Alla fine anche Andrea si è perso tra i morti da stabilimento e da cantiere: martiri del lavoro che fanno notizia il tempo di commuovere, che non promuovono ronde per la sicurezza, spesso rimossi pure nei processi. Tragedie quotidianamente dimenticate da un Paese ignavo e incurante, La tromba silente di Andrea a suonare la sua ritirata. Questo è quanto accade a tutti i morti sul lavoro; di loro restano solo dolore e angoscia dei familiari ma giustamente questo non fa notizia: una mamma che piange tutti i giorni, che guarda sempre la porta di casa aspettando che il suo Andrea rientri perché spera che tutta la sofferenza che sta vivendo sia solo un brutto sogno….. Ma tutto ciò non importa a nessuno!
Questa è la tragica realtà, di chi rimane e si rende conto di essere emarginato e dimenticato da tutti. Forse ciò che gli altri non conoscono è la realtà del "dopo" di queste tragedie… La vita per i familiari viene stravolta dal dolore e dalla mancanza della persona cara, ti ritrovi a lottare giorno per giorno per sopravvivere e se sei forte riesci in qualche modo a risollevare la testa da quel baratro di depressione in cui sei caduta, altrimenti sprofondi sempre di più! Ti accorgi che sei lasciato solo a te stesso…. manca il sostegno psicologico, sono assenti tutte le istituzioni e nessuno è disposto ad ascoltare il tuo dolore perché il dolore fa paura a tutti! Speri nella giustizia ma questa si prende beffa di te perché otto mesi e sospensione della pena per chi ha ucciso tuo figlio mi sembra una vergogna per un paese che si definisce civile…..
E vogliamo parlare dell’Inail, questo ente che ogni anno incassa milioni di euro? Ebbene la morte di Andrea è stata calcolata 1.600 euro e cioè rimborso spese funerarie, allora mi chiedo ma la vita di mio figlio che è stato ucciso a soli 23 anni, per la società non valeva nulla? Eppure io quel figlio l’ho partorito, l’ho amato , curato e protetto per 23 anni, era il mio orgoglio e la mia felicità e quindi tutto diventa assurdo e inaccettabile. Nemmeno l’assicurazione vuole pagare il risarcimento e a distanza di 4 anni e mezzo dovrò subire ancora violenze psicologiche tornando di nuovo in tribunale e ripercorrere ancora una volta questa tragedia…. descrivere come è morto Andrea, come lo hanno trovato i colleghi di lavoro, come ho vissuto dopo e come continuo a vivere oggi… Credetemi una pressione che non riesco a sopportare più.

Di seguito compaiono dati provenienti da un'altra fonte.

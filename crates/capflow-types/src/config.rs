//! Configuration types for capflow.
//!
//! `CapflowConfig` represents the top-level `config.toml` that controls
//! engine concurrency, artifact storage, share link defaults, the LLM
//! backend used by capsules, and the HTTP server address.

use serde::{Deserialize, Serialize};

/// Top-level configuration.
///
/// Loaded from `~/.capflow/config.toml`. All fields have sensible defaults.
#[derive(Debug, Clone, Default, Serialize, Deserialize)]
pub struct CapflowConfig {
    #[serde(default)]
    pub engine: EngineSettings,
    #[serde(default)]
    pub artifacts: ArtifactSettings,
    #[serde(default)]
    pub share: ShareSettings,
    #[serde(default)]
    pub llm: LlmSettings,
    #[serde(default)]
    pub server: ServerSettings,
}

/// Execution engine limits.
#[derive(Debug, Clone, Serialize, Deserialize)]
pub struct EngineSettings {
    /// Concurrent nodes per execution (workflows may override).
    #[serde(default = "default_max_concurrency")]
    pub max_concurrency: usize,
    /// Concurrent nodes across all executions.
    #[serde(default = "default_global_max_concurrency")]
    pub global_max_concurrency: usize,
    /// Timeout for a single node attempt.
    #[serde(default = "default_node_timeout_secs")]
    pub node_timeout_secs: u64,
    /// Capacity of the progress event broadcast channel.
    #[serde(default = "default_event_channel_capacity")]
    pub event_channel_capacity: usize,
}

fn default_max_concurrency() -> usize {
    4
}

fn default_global_max_concurrency() -> usize {
    16
}

fn default_node_timeout_secs() -> u64 {
    300
}

fn default_event_channel_capacity() -> usize {
    1024
}

impl Default for EngineSettings {
    fn default() -> Self {
        Self {
            max_concurrency: default_max_concurrency(),
            global_max_concurrency: default_global_max_concurrency(),
            node_timeout_secs: default_node_timeout_secs(),
            event_channel_capacity: default_event_channel_capacity(),
        }
    }
}

/// Artifact storage settings.
#[derive(Debug, Clone, Serialize, Deserialize)]
pub struct ArtifactSettings {
    /// Payloads at or below this size are stored inline.
    #[serde(default = "default_inline_threshold_bytes")]
    pub inline_threshold_bytes: usize,
}

fn default_inline_threshold_bytes() -> usize {
    64 * 1024
}

impl Default for ArtifactSettings {
    fn default() -> Self {
        Self {
            inline_threshold_bytes: default_inline_threshold_bytes(),
        }
    }
}

/// Share link settings.
#[derive(Debug, Clone, Serialize, Deserialize)]
pub struct ShareSettings {
    /// Prefix for generated share URLs.
    #[serde(default = "default_base_url")]
    pub base_url: String,
    /// Expiry applied when a request does not specify one (None = never).
    #[serde(default = "default_expiry_days")]
    pub default_expiry_days: Option<u32>,
}

fn default_base_url() -> String {
    "http://127.0.0.1:3000".to_string()
}

fn default_expiry_days() -> Option<u32> {
    Some(7)
}

impl Default for ShareSettings {
    fn default() -> Self {
        Self {
            base_url: default_base_url(),
            default_expiry_days: default_expiry_days(),
        }
    }
}

/// OpenAI-compatible chat completion backend used by LLM capsules.
#[derive(Debug, Clone, Serialize, Deserialize)]
pub struct LlmSettings {
    #[serde(default = "default_llm_base_url")]
    pub base_url: String,
    #[serde(default = "default_llm_model")]
    pub model: String,
    /// Environment variable holding the API key.
    #[serde(default = "default_api_key_env")]
    pub api_key_env: String,
}

fn default_llm_base_url() -> String {
    "https://api.openai.com/v1".to_string()
}

fn default_llm_model() -> String {
    "gpt-4o-mini".to_string()
}

fn default_api_key_env() -> String {
    "CAPFLOW_LLM_API_KEY".to_string()
}

impl Default for LlmSettings {
    fn default() -> Self {
        Self {
            base_url: default_llm_base_url(),
            model: default_llm_model(),
            api_key_env: default_api_key_env(),
        }
    }
}

/// HTTP server bind address.
#[derive(Debug, Clone, Serialize, Deserialize)]
pub struct ServerSettings {
    #[serde(default = "default_host")]
    pub host: String,
    #[serde(default = "default_port")]
    pub port: u16,
}

fn default_host() -> String {
    "127.0.0.1".to_string()
}

fn default_port() -> u16 {
    3000
}

impl Default for ServerSettings {
    fn default() -> Self {
        Self {
            host: default_host(),
            port: default_port(),
        }
    }
}
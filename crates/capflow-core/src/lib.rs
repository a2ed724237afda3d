//! Business logic and repository trait definitions for capflow.
//!
//! This crate holds the execution engine and its supporting subsystems
//! (capsule registry, artifact resolver, trigger dispatcher, share links)
//! together with the "ports" (repository, blob store and capsule service
//! traits) that the infrastructure layer implements. It depends only on
//! `capflow-types` -- never on `capflow-infra` or any database/IO crate.

pub mod artifact;
pub mod capsule;
pub mod engine;
pub mod event;
pub mod repository;
pub mod share;
pub mod trigger;
pub mod workflow;
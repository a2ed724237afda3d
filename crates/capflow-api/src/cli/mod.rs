//! CLI command definitions for the `capflow` binary.
//!
//! Uses clap derive macros. Commands follow a noun-verb pattern
//! (`capflow workflow run`, `capflow execution logs`) and operate on the same
//! data directory the server uses.

pub mod capsule;
pub mod execution;
pub mod share;
pub mod workflow;

use clap::{Parser, Subcommand};
use clap_complete::Shell;

use capsule::CapsuleCommand;
use execution::ExecutionCommand;
use share::ShareCommand;
use workflow::WorkflowCommand;

/// Compose capsules into workflows and run them.
#[derive(Parser)]
#[command(name = "capflow", version, about, long_about = None)]
#[command(propagate_version = true)]
pub struct Cli {
    /// Output machine-readable JSON instead of styled text.
    #[arg(long, global = true)]
    pub json: bool,

    /// Suppress all output except errors.
    #[arg(short, long, global = true)]
    pub quiet: bool,

    /// Detailed output (-v for debug, -vv for trace).
    #[arg(short, long, action = clap::ArgAction::Count, global = true)]
    pub verbose: u8,

    /// Emit log lines as JSON objects.
    #[arg(long, global = true)]
    pub log_json: bool,

    /// Also export spans through OpenTelemetry (stdout exporter).
    #[arg(long, global = true)]
    pub otel: bool,

    #[command(subcommand)]
    pub command: Commands,
}

#[derive(Subcommand)]
pub enum Commands {
    /// Start the REST API server with live triggers.
    Serve {
        /// Port to listen on (default: from config.toml, else 3000).
        #[arg(long)]
        port: Option<u16>,

        /// Host to bind to (default: from config.toml, else 127.0.0.1).
        #[arg(long)]
        host: Option<String>,
    },

    /// Validate, store, run and delete workflows.
    #[command(alias = "wf")]
    Workflow {
        #[command(subcommand)]
        command: WorkflowCommand,
    },

    /// Inspect, cancel and resume executions.
    #[command(alias = "exec")]
    Execution {
        #[command(subcommand)]
        command: ExecutionCommand,
    },

    /// Browse and test capsule types.
    Capsule {
        #[command(subcommand)]
        command: CapsuleCommand,
    },

    /// Create, list and revoke share links.
    Share {
        #[command(subcommand)]
        command: ShareCommand,
    },

    /// Generate shell completions.
    Completions {
        /// Shell to generate completions for.
        shell: Shell,
    },
}
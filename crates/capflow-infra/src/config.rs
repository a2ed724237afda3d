//! Configuration loader for capflow.
//!
//! Reads `config.toml` from the data directory (`~/.capflow/` in production)
//! and deserializes it into [`CapflowConfig`]. Falls back to defaults when the
//! file is missing or malformed.

use std::path::{Path, PathBuf};

use capflow_types::config::CapflowConfig;

/// Environment variable that overrides the data directory.
pub const DATA_DIR_ENV: &str = "CAPFLOW_DATA_DIR";

/// Resolve the data directory: `CAPFLOW_DATA_DIR`, else `~/.capflow`, else
/// `./.capflow`.
pub fn resolve_data_dir() -> PathBuf {
    if let Ok(dir) = std::env::var(DATA_DIR_ENV) {
        return PathBuf::from(dir);
    }

    if let Some(home) = dirs::home_dir() {
        return home.join(".capflow");
    }

    PathBuf::from(".capflow")
}

/// Directory holding externally stored artifact blobs.
pub fn blob_dir(data_dir: &Path) -> PathBuf {
    data_dir.join("blobs")
}

/// Load configuration from `{data_dir}/config.toml`.
///
/// - Missing file: [`CapflowConfig::default()`].
/// - Unreadable or unparsable file: logs a warning and returns the default.
pub async fn load_config(data_dir: &Path) -> CapflowConfig {
    let config_path = data_dir.join("config.toml");

    let content = match tokio::fs::read_to_string(&config_path).await {
        Ok(content) => content,
        Err(err) if err.kind() == std::io::ErrorKind::NotFound => {
            tracing::debug!("No config.toml found at {}, using defaults", config_path.display());
            return CapflowConfig::default();
        }
        Err(err) => {
            tracing::warn!("Failed to read {}: {err}, using defaults", config_path.display());
            return CapflowConfig::default();
        }
    };

    match toml::from_str::<CapflowConfig>(&content) {
        Ok(config) => config,
        Err(err) => {
            tracing::warn!("Failed to parse {}: {err}, using defaults", config_path.display());
            CapflowConfig::default()
        }
    }
}

#[cfg(test)]
mod tests {
    use super::*;
    use tempfile::TempDir;

    #[tokio::test]
    async fn load_config_missing_file_returns_default() {
        let tmp = TempDir::new().unwrap();
        let config = load_config(tmp.path()).await;
        assert_eq!(config.engine.max_concurrency, 4);
        assert_eq!(config.share.default_expiry_days, Some(7));
    }

    #[tokio::test]
    async fn load_config_valid_toml_returns_parsed() {
        let tmp = TempDir::new().unwrap();
        tokio::fs::write(
            tmp.path().join("config.toml"),
            r#"
[engine]
max_concurrency = 2
node_timeout_secs = 30

[share]
base_url = "https://flows.example.com"

[server]
port = 8080
"#,
        )
        .await
        .unwrap();

        let config = load_config(tmp.path()).await;
        assert_eq!(config.engine.max_concurrency, 2);
        assert_eq!(config.engine.node_timeout_secs, 30);
        assert_eq!(config.engine.global_max_concurrency, 16);
        assert_eq!(config.share.base_url, "https://flows.example.com");
        assert_eq!(config.server.port, 8080);
    }

    #[tokio::test]
    async fn load_config_invalid_toml_returns_default() {
        let tmp = TempDir::new().unwrap();
        tokio::fs::write(tmp.path().join("config.toml"), "[engine\nmax_concurrency = ")
            .await
            .unwrap();

        let config = load_config(tmp.path()).await;
        assert_eq!(config.engine.max_concurrency, 4);
    }

    #[test]
    fn blob_dir_is_under_data_dir() {
        assert_eq!(
            blob_dir(Path::new("/srv/capflow")),
            PathBuf::from("/srv/capflow/blobs")
        );
    }
}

Per terminare anche l’amministrazione comunale di Porto Sant’Elpidio si rifiuta di dare una definitiva sepoltura al mio angelo. Allora mi chiedo e lo chiedo a voi: la vita di un operaio vale così poco? E’ un essere umano come tutti e se per i soldati morti in “ missione di pace” si fanno funerali di Stato, per i 1300 operai che muoiono ogni anno per la mancanza di sicurezza, cosa viene fatto? Nulla perché non sappiamo nemmeno nome e cognome… sono solo numeri che fanno parte di una statistica.
Termino questa lettera con un appello disperato: fermiamo questa strage che serve solo a far arricchire gli imprenditori e a distruggere le famiglie. Ogni essere umano ha diritto alla propria vita e non si può perderla per 900 euro al mese.